- [Your assignment]: Given the material below, return only the lines starting at the line with "than block compilation" and ending at the line with "pub fn new(value: Decimal)", exactly as they appear.

>>

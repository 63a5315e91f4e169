//! Cloud storage output support (S3, R2, GCS, Azure) and local files

use crate::error::{Error, Result};
use bytes::Bytes;
use object_store::aws::AmazonS3Builder;
use object_store::azure::MicrosoftAzureBuilder;
use object_store::gcp::GoogleCloudStorageBuilder;
use object_store::local::LocalFileSystem;
use object_store::path::Path as ObjectPath;
use object_store::ObjectStore;
use std::sync::Arc;
use tokio::io::AsyncWriteExt;
use tracing::debug;

/// Storage destination parsed from a URL or local directory
#[derive(Debug, Clone)]
pub struct CloudDestination {
    /// The object store implementation
    store: Arc<dyn ObjectStore>,
    /// Base path prefix within the bucket/container
    prefix: String,
    /// URL scheme (s3, r2, gs, az, file)
    scheme: String,
    /// Bucket URL or local directory, for reporting written locations
    root: String,
}

impl CloudDestination {
    /// Parse a destination URL and create the matching object store
    ///
    /// Supported formats:
    /// - `s3://bucket/path/` - AWS S3
    /// - `r2://bucket/path/` - Cloudflare R2 (S3-compatible)
    /// - `gs://bucket/path/` - Google Cloud Storage
    /// - `az://container/path/` - Azure Blob Storage
    /// - `/local/path/` or `./path/` - Local filesystem (created if missing)
    pub fn parse(url: &str) -> Result<Self> {
        if url.starts_with("s3://") {
            Self::parse_s3(url, false)
        } else if url.starts_with("r2://") {
            Self::parse_s3(url, true)
        } else if url.starts_with("gs://") {
            Self::parse_gcs(url)
        } else if url.starts_with("az://") {
            Self::parse_azure(url)
        } else {
            Self::parse_local(url)
        }
    }

    /// Parse S3 or R2 URL
    fn parse_s3(url: &str, is_r2: bool) -> Result<Self> {
        let scheme = if is_r2 { "r2" } else { "s3" };
        let (bucket, prefix) = split_bucket(url, scheme)?;

        let mut builder = AmazonS3Builder::from_env().with_bucket_name(bucket);

        // AWS_ENDPOINT is read by from_env(); R2_ENDPOINT_URL wins for r2://
        if is_r2 {
            if let Ok(endpoint) = std::env::var("R2_ENDPOINT_URL") {
                builder = builder.with_endpoint(endpoint);
            }
        }

        let store = builder
            .build()
            .map_err(|e| Error::config(format!("Failed to create {scheme} client: {e}")))?;

        Ok(Self {
            store: Arc::new(store),
            prefix,
            scheme: scheme.to_string(),
            root: format!("{scheme}://{bucket}"),
        })
    }

    /// Parse GCS URL
    fn parse_gcs(url: &str) -> Result<Self> {
        let (bucket, prefix) = split_bucket(url, "gs")?;

        let store = GoogleCloudStorageBuilder::from_env()
            .with_bucket_name(bucket)
            .build()
            .map_err(|e| Error::config(format!("Failed to create GCS client: {e}")))?;

        Ok(Self {
            store: Arc::new(store),
            prefix,
            scheme: "gs".to_string(),
            root: format!("gs://{bucket}"),
        })
    }

    /// Parse Azure Blob URL
    fn parse_azure(url: &str) -> Result<Self> {
        let (container, prefix) = split_bucket(url, "az")?;

        let store = MicrosoftAzureBuilder::from_env()
            .with_container_name(container)
            .build()
            .map_err(|e| Error::config(format!("Failed to create Azure client: {e}")))?;

        Ok(Self {
            store: Arc::new(store),
            prefix,
            scheme: "az".to_string(),
            root: format!("az://{container}"),
        })
    }

    /// Parse local filesystem path
    fn parse_local(path: &str) -> Result<Self> {
        let path = path.strip_prefix("file://").unwrap_or(path);
        let path = if path.is_empty() { "." } else { path };

        std::fs::create_dir_all(path)
            .map_err(|e| Error::config(format!("Failed to create directory {path}: {e}")))?;

        let store = LocalFileSystem::new_with_prefix(path)
            .map_err(|e| Error::config(format!("Failed to create local store: {e}")))?;

        Ok(Self {
            store: Arc::new(store),
            prefix: String::new(),
            scheme: "file".to_string(),
            root: path.trim_end_matches('/').to_string(),
        })
    }

    /// Get the scheme (s3, r2, gs, az, file)
    pub fn scheme(&self) -> &str {
        &self.scheme
    }

    /// Write bytes to a file in the destination, returning its location
    pub async fn write(&self, filename: &str, data: Bytes) -> Result<String> {
        let path = if self.prefix.is_empty() {
            ObjectPath::from(filename)
        } else {
            ObjectPath::from(format!("{}/{filename}", self.prefix.trim_end_matches('/')))
        };

        self.store
            .put(&path, data.into())
            .await
            .map_err(|e| Error::output(format!("Failed to write {path}: {e}")))?;

        Ok(format!("{}/{path}", self.root))
    }
}

/// Split `scheme://bucket/some/prefix` into bucket and prefix
fn split_bucket<'a>(url: &'a str, scheme: &str) -> Result<(&'a str, String)> {
    let without_scheme = url
        .strip_prefix(&format!("{scheme}://"))
        .ok_or_else(|| Error::config(format!("Invalid {scheme} URL: {url}")))?;

    let (bucket, prefix) = match without_scheme.split_once('/') {
        Some((bucket, prefix)) => (bucket, prefix.trim_end_matches('/').to_string()),
        None => (without_scheme, String::new()),
    };

    if bucket.is_empty() {
        return Err(Error::config(format!("Missing bucket in {scheme} URL: {url}")));
    }

    Ok((bucket, prefix))
}

/// Where a payload goes: standard output or a file in a destination
#[derive(Debug, Clone)]
pub enum OutputTarget {
    /// Write to standard output
    Stdout,
    /// Write `filename` inside `destination`
    Store {
        /// Bucket, container or local directory
        destination: CloudDestination,
        /// Object or file name
        filename: String,
    },
}

impl OutputTarget {
    /// Resolve a target string
    ///
    /// `-` means standard output. A target whose last segment has the same
    /// extension as `default_filename` names the file itself; anything else
    /// is a directory that receives `default_filename`.
    pub fn parse(target: &str, default_filename: &str) -> Result<Self> {
        if target == "-" {
            return Ok(Self::Stdout);
        }

        let (dir, filename) = split_target(target, default_filename);
        debug!("Output target '{target}' resolved to dir '{dir}', file '{filename}'");

        Ok(Self::Store {
            destination: CloudDestination::parse(&dir)?,
            filename,
        })
    }

    /// Write the payload, returning a human-readable location
    pub async fn write(&self, data: Bytes) -> Result<String> {
        match self {
            Self::Stdout => {
                let mut stdout = tokio::io::stdout();
                stdout.write_all(&data).await?;
                stdout.write_all(b"\n").await?;
                stdout.flush().await?;
                Ok("stdout".to_string())
            }
            Self::Store {
                destination,
                filename,
            } => destination.write(filename, data).await,
        }
    }
}

/// Split a target into directory part and file name
fn split_target(target: &str, default_filename: &str) -> (String, String) {
    let trimmed = target.trim_end_matches('/');
    let scheme_end = trimmed.find("://").map_or(0, |idx| idx + 3);

    let (dir, last) = match trimmed[scheme_end..].rfind('/') {
        Some(idx) => {
            let split = scheme_end + idx;
            (&trimmed[..split], &trimmed[split + 1..])
        }
        None if scheme_end > 0 => (trimmed, ""),
        None => ("", trimmed),
    };

    let extension = default_filename.rsplit_once('.').map(|(_, ext)| ext);
    let names_file = match (last.rsplit_once('.'), extension) {
        (Some((stem, ext)), Some(expected)) => !stem.is_empty() && ext == expected,
        _ => false,
    };

    if names_file {
        (dir.to_string(), last.to_string())
    } else {
        (trimmed.to_string(), default_filename.to_string())
    }
}
//! Payload serialization
//!
//! The title list is written as a pretty JSON array with two-space
//! indentation. A run summary records how the crawl ended so an aborted run
//! can be told apart from a complete one without reading logs.

use crate::collector::{CollectionOutcome, CollectorStats, CompletionStatus};
use crate::error::Result;
use crate::types::PageTitle;
use bytes::Bytes;
use chrono::{DateTime, Utc};
use serde::{Deserialize, Serialize};

/// File name used when the output target is a directory
pub const DEFAULT_OUTPUT_FILENAME: &str = "wiki_pages.json";

/// File name used when the summary target is a directory
pub const DEFAULT_SUMMARY_FILENAME: &str = "summary.json";

/// Serialize titles as a pretty JSON array of strings
pub fn titles_to_json(titles: &[PageTitle]) -> Result<Bytes> {
    Ok(Bytes::from(serde_json::to_vec_pretty(titles)?))
}

/// Serialize titles one per line
pub fn titles_to_lines(titles: &[PageTitle]) -> Bytes {
    Bytes::from(titles.join("\n"))
}

/// Record of one collection run
#[derive(Debug, Clone, PartialEq, Eq, Serialize, Deserialize)]
pub struct RunSummary {
    /// Endpoint that was crawled
    pub source: String,
    /// `aplimit` used
    pub page_size: u32,
    /// Number of titles written
    pub total_titles: usize,
    /// How the crawl ended
    pub status: CompletionStatus,
    /// Request counts and timing
    pub stats: CollectorStats,
    /// When the crawl started
    pub started_at: DateTime<Utc>,
    /// When the crawl finished
    pub finished_at: DateTime<Utc>,
}

impl RunSummary {
    /// Build a summary for a finished crawl
    pub fn new(
        source: impl Into<String>,
        page_size: u32,
        outcome: &CollectionOutcome,
        started_at: DateTime<Utc>,
        finished_at: DateTime<Utc>,
    ) -> Self {
        Self {
            source: source.into(),
            page_size,
            total_titles: outcome.titles.len(),
            status: outcome.status.clone(),
            stats: outcome.stats.clone(),
            started_at,
            finished_at,
        }
    }

    /// Serialize as pretty JSON
    pub fn to_json(&self) -> Result<Bytes> {
        Ok(Bytes::from(serde_json::to_vec_pretty(self)?))
    }
}
// Allow common clippy pedantic lints
#![allow(clippy::must_use_candidate)]
#![allow(clippy::unused_async)]

//! wiki-pages CLI
//!
//! Command-line interface for collecting wiki page titles

use clap::Parser;
use tracing::warn;
use wiki_pages::cli::{Cli, Runner};

#[tokio::main]
async fn main() {
    let cli = Cli::parse();

    let level = if cli.verbose {
        tracing::Level::DEBUG
    } else {
        tracing::Level::INFO
    };

    // Initialize logging
    tracing_subscriber::fmt()
        .with_env_filter(
            tracing_subscriber::EnvFilter::from_default_env().add_directive(level.into()),
        )
        .with_writer(std::io::stderr)
        .init();

    let runner = Runner::new(cli);

    let cancel = runner.cancel_token();
    tokio::spawn(async move {
        if tokio::signal::ctrl_c().await.is_ok() {
            warn!("Interrupted, cancelling the crawl");
            cancel.cancel();
        }
    });

    if let Err(e) = runner.run().await {
        eprintln!("Error: {e}");
        std::process::exit(1);
    }
}
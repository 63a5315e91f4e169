//! Pagination strategy implementations

use super::types::{NextPage, Paginator};
use crate::error::{Error, Result};
use crate::types::{json_type_name, value_at_path, ContinuationToken};
use serde_json::Value;

/// Query parameter MediaWiki reads the allpages continuation from
pub const APCONTINUE_PARAM: &str = "apcontinue";

/// Where MediaWiki puts the allpages continuation in its response
pub const APCONTINUE_PATH: &str = "continue.apcontinue";

// ============================================================================
// Continuation Pagination
// ============================================================================

/// Continuation-token pagination (e.g., MediaWiki `list=allpages`)
///
/// Reads an opaque token from the response and echoes it back on the next
/// request. A missing, null or empty token ends the crawl; any other
/// non-string value is a protocol error.
#[derive(Debug, Clone)]
pub struct ContinuationPaginator {
    /// Query parameter name for the token
    pub token_param: String,
    /// Dotted path to the token in the response
    pub token_path: String,
}

impl Default for ContinuationPaginator {
    fn default() -> Self {
        Self::new(APCONTINUE_PARAM, APCONTINUE_PATH)
    }
}

impl ContinuationPaginator {
    /// Create a new continuation paginator
    pub fn new(token_param: impl Into<String>, token_path: impl Into<String>) -> Self {
        Self {
            token_param: token_param.into(),
            token_path: token_path.into(),
        }
    }
}

impl Paginator for ContinuationPaginator {
    fn request_params(&self, cursor: Option<&ContinuationToken>) -> Vec<(String, String)> {
        cursor
            .map(|token| (self.token_param.clone(), token.as_str().to_string()))
            .into_iter()
            .collect()
    }

    fn next_page(&self, body: &Value) -> Result<NextPage> {
        match value_at_path(body, &self.token_path) {
            None | Some(Value::Null) => Ok(NextPage::Done),
            Some(Value::String(raw)) => {
                Ok(ContinuationToken::new(raw.as_str()).map_or(NextPage::Done, NextPage::Continue))
            }
            Some(other) => Err(Error::protocol(format!(
                "'{}' is {}, expected a string",
                self.token_path,
                json_type_name(other)
            ))),
        }
    }
}
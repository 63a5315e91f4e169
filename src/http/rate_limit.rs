//! Rate limiting implementation
//!
//! Uses the governor crate for token bucket rate limiting. This sits on top
//! of the collector's fixed pause and is only built when configured.

use governor::clock::DefaultClock;
use governor::middleware::NoOpMiddleware;
use governor::state::{InMemoryState, NotKeyed};
use governor::{Quota, RateLimiter as Governor};
use serde::{Deserialize, Serialize};
use std::num::NonZeroU32;
use std::sync::Arc;

/// Configuration for rate limiting
#[derive(Debug, Clone, PartialEq, Eq, Serialize, Deserialize)]
pub struct RateLimiterConfig {
    /// Maximum number of requests per second
    pub requests_per_second: u32,
    /// Burst size (max tokens in bucket)
    #[serde(default = "default_burst")]
    pub burst_size: u32,
}

fn default_burst() -> u32 {
    1
}

impl Default for RateLimiterConfig {
    fn default() -> Self {
        Self {
            requests_per_second: 10,
            burst_size: 10,
        }
    }
}

impl RateLimiterConfig {
    /// Create a new rate limiter config
    pub fn new(requests_per_second: u32, burst_size: u32) -> Self {
        Self {
            requests_per_second,
            burst_size,
        }
    }
}

/// Token bucket rate limiter
#[derive(Clone)]
pub struct RateLimiter {
    limiter: Arc<Governor<NotKeyed, InMemoryState, DefaultClock, NoOpMiddleware>>,
}

impl RateLimiter {
    /// Create a new rate limiter with the given config
    ///
    /// Zero values are clamped to one.
    pub fn new(config: &RateLimiterConfig) -> Self {
        let rps = NonZeroU32::new(config.requests_per_second).unwrap_or(NonZeroU32::MIN);
        let burst = NonZeroU32::new(config.burst_size).unwrap_or(NonZeroU32::MIN);
        let quota = Quota::per_second(rps).allow_burst(burst);

        Self {
            limiter: Arc::new(Governor::direct(quota)),
        }
    }

    /// Wait until a request can be made
    pub async fn wait(&self) {
        self.limiter.until_ready().await;
    }

    /// Try to acquire a permit, returning immediately
    pub fn try_acquire(&self) -> bool {
        self.limiter.check().is_ok()
    }
}

impl std::fmt::Debug for RateLimiter {
    fn fmt(&self, f: &mut std::fmt::Formatter<'_>) -> std::fmt::Result {
        f.debug_struct("RateLimiter").finish()
    }
}
//! `LedgerBuddy` - Ledger consistency and time-series aggregation for a personal-finance dashboard
//!
//! This crate keeps each account's stored balance consistent with its transaction history
//! as transactions are posted, edited and deleted, and derives period summaries, category
//! breakdowns, trends, balance history, budget consumption and alerts from that history.

// Deny the most critical lints that could lead to bugs or security issues
#![deny(
    // Security and correctness
    unsafe_code,
    unsafe_op_in_unsafe_fn,

    // Code quality - things that are almost always bugs
    unreachable_code,
    unreachable_patterns,
    unused_must_use,

    // Documentation - broken links are bugs
    rustdoc::broken_intra_doc_links,
    rustdoc::private_intra_doc_links,
)]
// Warn on things that should be fixed but aren't necessarily bugs
#![warn(
    // Documentation - missing docs should be added gradually
    missing_docs,

    // Clippy categories for overall code quality
    clippy::all,
    clippy::pedantic,
    clippy::nursery,

    // Performance
    clippy::inefficient_to_string,
    clippy::large_types_passed_by_value,
    clippy::needless_pass_by_value,
    clippy::unnecessary_wraps,

    // Correctness
    clippy::clone_on_ref_ptr,
    clippy::dbg_macro,
    clippy::exit,
    clippy::expect_used,
    clippy::float_cmp,
    clippy::panic,
    clippy::todo,
    clippy::unimplemented,
    clippy::unwrap_used,

    // Complexity and readability
    clippy::cognitive_complexity,
    clippy::large_enum_variant,
    clippy::match_same_arms,
    clippy::too_many_lines,

    // Style consistency
    clippy::enum_glob_use,
    clippy::inconsistent_struct_constructor,
    clippy::missing_errors_doc,
    clippy::missing_panics_doc,
    clippy::must_use_candidate,
    clippy::redundant_closure_for_method_calls,
    clippy::semicolon_if_nothing_returned,
    clippy::wildcard_imports,

    // Future compatibility
    future_incompatible,
    rust_2018_idioms,
)]
// Allow some pedantic lints that are too noisy or not applicable
#![allow(
    clippy::module_name_repetitions,  // Common pattern in Rust
    clippy::missing_errors_doc,        // Will add gradually
    clippy::missing_panics_doc,        // Will add gradually
)]

// Note: `missing_docs` is set to `warn` instead of `deny` because:
// 1. Macro-generated code (e.g., `DeriveEntityModel`) doesn't include docs
// 2. We want to gradually add documentation rather than block compilation

/// Configuration management for the database and engine settings
pub mod config;
/// Core business logic - money, periods, ledger mutations, aggregates and alerts
pub mod core;
/// SeaORM entity definitions for database tables
pub mod entities;
/// Unified error types and result handling
pub mod errors;

#[cfg(test)]
pub mod test_utils;
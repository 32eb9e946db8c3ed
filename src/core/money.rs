//! Exact money amounts.
//!
//! `Money` wraps a `rust_decimal::Decimal` limited to two fractional digits. Storage
//! uses integer minor units (cents) so that balance arithmetic inside `SQLite` never
//! goes through a floating point value.

use crate::errors::{Error, Result};
use rust_decimal::prelude::ToPrimitive;
use rust_decimal::{Decimal, RoundingStrategy};
use serde::{Deserialize, Serialize};
use std::fmt;
use std::iter::Sum;
use std::ops::{Add, AddAssign, Neg, Sub, SubAssign};
use std::str::FromStr;

/// Number of fractional digits carried by every amount.
pub const MONEY_SCALE: u32 = 2;

const MINOR_PER_UNIT: i64 = 100;

/// A signed, exact monetary value with at most two decimal places.
#[derive(Debug, Clone, Copy, PartialEq, Eq, PartialOrd, Ord, Hash, Default, Serialize, Deserialize)]
#[serde(try_from = "String", into = "String")]
pub struct Money(Decimal);

impl Money {
    /// Zero, the additive identity.
    pub const ZERO: Self = Self(Decimal::ZERO);

    /// Wraps a decimal, rejecting values with more than two fractional digits.
    pub fn new(value: Decimal) -> Result<Self> {
        let normalized = value.normalize();
        if normalized.scale() > MONEY_SCALE {
            return Err(Error::invalid(format!(
                "amount {value} has more than {MONEY_SCALE} decimal places"
            )));
        }
        Ok(Self(normalized))
    }

    /// Builds an amount from integer minor units (cents).
    #[must_use]
    pub fn from_minor(minor: i64) -> Self {
        Self(Decimal::new(minor, MONEY_SCALE))
    }

    /// Converts to integer minor units for storage.
    pub fn to_minor(self) -> Result<i64> {
        self.0
            .checked_mul(Decimal::from(MINOR_PER_UNIT))
            .and_then(|minor| minor.to_i64())
            .ok_or_else(|| Error::invalid(format!("amount {self} is out of range")))
    }

    /// The underlying decimal value.
    #[must_use]
    pub const fn amount(self) -> Decimal {
        self.0
    }

    #[must_use]
    pub fn is_zero(self) -> bool {
        self.0.is_zero()
    }

    #[must_use]
    pub fn is_negative(self) -> bool {
        self.0.is_sign_negative() && !self.0.is_zero()
    }

    /// `self / total * 100`, or zero when `total` is zero. Not rounded.
    #[must_use]
    pub fn percent_of(self, total: Self) -> Decimal {
        if total.is_zero() {
            return Decimal::ZERO;
        }
        self.0 / total.0 * Decimal::ONE_HUNDRED
    }
}

/// Rounds a percentage for display, half away from zero.
#[must_use]
pub fn round_percent(value: Decimal, dp: u32) -> Decimal {
    value.round_dp_with_strategy(dp, RoundingStrategy::MidpointAwayFromZero)
}

impl fmt::Display for Money {
    fn fmt(&self, f: &mut fmt::Formatter<'_>) -> fmt::Result {
        write!(f, "{:.2}", self.0)
    }
}

impl FromStr for Money {
    type Err = Error;

    fn from_str(s: &str) -> Result<Self> {
        let value = Decimal::from_str(s.trim())
            .map_err(|e| Error::invalid(format!("malformed amount '{s}': {e}")))?;
        Self::new(value)
    }
}

impl TryFrom<String> for Money {
    type Error = Error;

    fn try_from(value: String) -> Result<Self> {
        value.parse()
    }
}

impl From<Money> for String {
    fn from(value: Money) -> Self {
        value.to_string()
    }
}

impl Add for Money {
    type Output = Self;

    fn add(self, rhs: Self) -> Self {
        Self(self.0 + rhs.0)
    }
}

impl Sub for Money {
    type Output = Self;

    fn sub(self, rhs: Self) -> Self {
        Self(self.0 - rhs.0)
    }
}

impl Neg for Money {
    type Output = Self;

    fn neg(self) -> Self {
        Self(-self.0)
    }
}

impl AddAssign for Money {
    fn add_assign(&mut self, rhs: Self) {
        self.0 += rhs.0;
    }
}

impl SubAssign for Money {
    fn sub_assign(&mut self, rhs: Self) {
        self.0 -= rhs.0;
    }
}

impl Sum for Money {
    fn sum<I: Iterator<Item = Self>>(iter: I) -> Self {
        iter.fold(Self::ZERO, Add::add)
    }
}
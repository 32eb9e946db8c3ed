//! Transaction entity - One posting against exactly one account.
//!
//! `amount_minor` is always non-negative; the direction comes from `transaction_type`.

use crate::core::money::Money;
use crate::errors::Error;
use sea_orm::entity::prelude::*;
use serde::{Deserialize, Serialize};
use std::str::FromStr;

/// Closed set of transaction kinds, stored as lowercase text.
#[derive(Debug, Clone, Copy, PartialEq, Eq, Hash, EnumIter, DeriveActiveEnum, Serialize, Deserialize)]
#[sea_orm(rs_type = "String", db_type = "Text")]
#[serde(rename_all = "lowercase")]
pub enum TransactionType {
    /// Money coming into the account
    #[sea_orm(string_value = "income")]
    Income,
    /// Money leaving the account
    #[sea_orm(string_value = "expense")]
    Expense,
    /// Movement between accounts; see `TransferPolicy`
    #[sea_orm(string_value = "transfer")]
    Transfer,
}

impl FromStr for TransactionType {
    type Err = Error;

    fn from_str(s: &str) -> crate::errors::Result<Self> {
        match s {
            "income" => Ok(Self::Income),
            "expense" => Ok(Self::Expense),
            "transfer" => Ok(Self::Transfer),
            other => Err(Error::invalid(format!("unknown transaction type '{other}'"))),
        }
    }
}

/// Transaction database model
#[derive(Clone, Debug, PartialEq, Eq, DeriveEntityModel, Serialize, Deserialize)]
#[sea_orm(table_name = "transactions")]
pub struct Model {
    /// Unique identifier for the transaction
    #[sea_orm(primary_key)]
    pub id: i64,
    /// Owner of the transaction (always the caller that posted it)
    pub owner_id: String,
    /// Account whose balance this transaction affects
    pub account_id: i64,
    /// Category used for breakdowns and budgets
    pub category_id: i64,
    /// Income, expense or transfer
    pub transaction_type: TransactionType,
    /// Non-negative amount in cents
    pub amount_minor: i64,
    /// User-assigned date; may be backdated or in the future
    pub date: DateTimeUtc,
    /// Short description shown in lists
    pub description: String,
    /// Optional free-form notes
    pub notes: Option<String>,
    /// When the row was created
    pub created_at: DateTimeUtc,
    /// When the row was last written
    pub updated_at: DateTimeUtc,
}

impl Model {
    /// Transaction amount as an exact value.
    #[must_use]
    pub fn amount(&self) -> Money {
        Money::from_minor(self.amount_minor)
    }
}

/// Defines relationships between Transaction and other entities
#[derive(Copy, Clone, Debug, EnumIter, DeriveRelation)]
pub enum Relation {
    /// Each transaction belongs to one account
    #[sea_orm(
        belongs_to = "super::account::Entity",
        from = "Column::AccountId",
        to = "super::account::Column::Id"
    )]
    Account,
}

impl Related<super::account::Entity> for Entity {
    fn to() -> RelationDef {
        Relation::Account.def()
    }
}

impl ActiveModelBehavior for ActiveModel {}
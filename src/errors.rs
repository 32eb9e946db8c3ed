//! Unified error type for the ledger core.
//!
//! `NotFound`, `Forbidden` and `InvalidInput` are expected conditions the caller can
//! act on. `ConsistencyFailure` means a balance adjustment could not be completed
//! together with its transaction write; the enclosing database transaction has
//! been rolled back and the operation must not be retried automatically.

use thiserror::Error;

#[derive(Debug, Error)]
pub enum Error {
    /// Referenced record does not exist or does not belong to the caller.
    #[error("{entity} not found: {id}")]
    NotFound { entity: &'static str, id: String },

    /// The caller may not perform this operation on the record.
    #[error("Forbidden: {reason}")]
    Forbidden { reason: String },

    /// Malformed amount, unknown period token, unknown transaction type, etc.
    #[error("Invalid input: {message}")]
    InvalidInput { message: String },

    /// The atomic balance adjustment for an account could not complete.
    #[error("Consistency failure on account {account_id}: {reason}")]
    ConsistencyFailure { account_id: i64, reason: String },

    #[error("Configuration error: {message}")]
    Config { message: String },

    #[error("Database error: {0}")]
    Database(#[from] sea_orm::DbErr),
}

impl Error {
    pub(crate) fn not_found(entity: &'static str, id: impl ToString) -> Self {
        Self::NotFound {
            entity,
            id: id.to_string(),
        }
    }

    pub(crate) fn invalid(message: impl Into<String>) -> Self {
        Self::InvalidInput {
            message: message.into(),
        }
    }

    /// Whether the caller can recover by changing its request.
    ///
    /// Everything else is a hard failure and is never retried here, since
    /// replaying a balance delta could apply it twice.
    #[must_use]
    pub const fn is_recoverable(&self) -> bool {
        matches!(
            self,
            Self::NotFound { .. } | Self::Forbidden { .. } | Self::InvalidInput { .. }
        )
    }
}

// Convenience `Result` type
pub type Result<T> = std::result::Result<T, Error>;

<<

- [Finished exercise]:
// 2. We want to gradually add documentation rather than block compilation

/// Configuration management for the database and engine settings
pub mod config;
/// Core business logic - money, periods, ledger mutations, aggregates and alerts
pub mod core;
/// SeaORM entity definitions for database tables
pub mod entities;
/// Unified error types and result handling
pub mod errors;

#[cfg(test)]
pub mod test_utils;
repository 32eb9e946db8c3ed
filename src/core/money.rs
//! Exact money amounts.
//!
//! `Money` wraps a `rust_decimal::Decimal` limited to two fractional digits. Storage
//! uses integer minor units (cents) so that balance arithmetic inside `SQLite` never
//! goes through a floating point value.

use crate::errors::{Error, Result};
use rust_decimal::prelude::ToPrimitive;
use rust_decimal::{Decimal, RoundingStrategy};
use serde::{Deserialize, Serialize};
use std::fmt;
use std::iter::Sum;
use std::ops::{Add, AddAssign, Neg, Sub, SubAssign};
use std::str::FromStr;

/// Number of fractional digits carried by every amount.
pub const MONEY_SCALE: u32 = 2;

const MINOR_PER_UNIT: i64 = 100;

/// A signed, exact monetary value with at most two decimal places.
#[derive(Debug, Clone, Copy, PartialEq, Eq, PartialOrd, Ord, Hash, Default, Serialize, Deserialize)]
#[serde(try_from = "String", into = "String")]
pub struct Money(Decimal);

impl Money {
    /// Zero, the additive identity.
    pub const ZERO: Self = Self(Decimal::ZERO);

    /// Wraps a decimal, rejecting values with more than two fractional digits.
    pub fn new(value: Decimal) -> Result<Self> {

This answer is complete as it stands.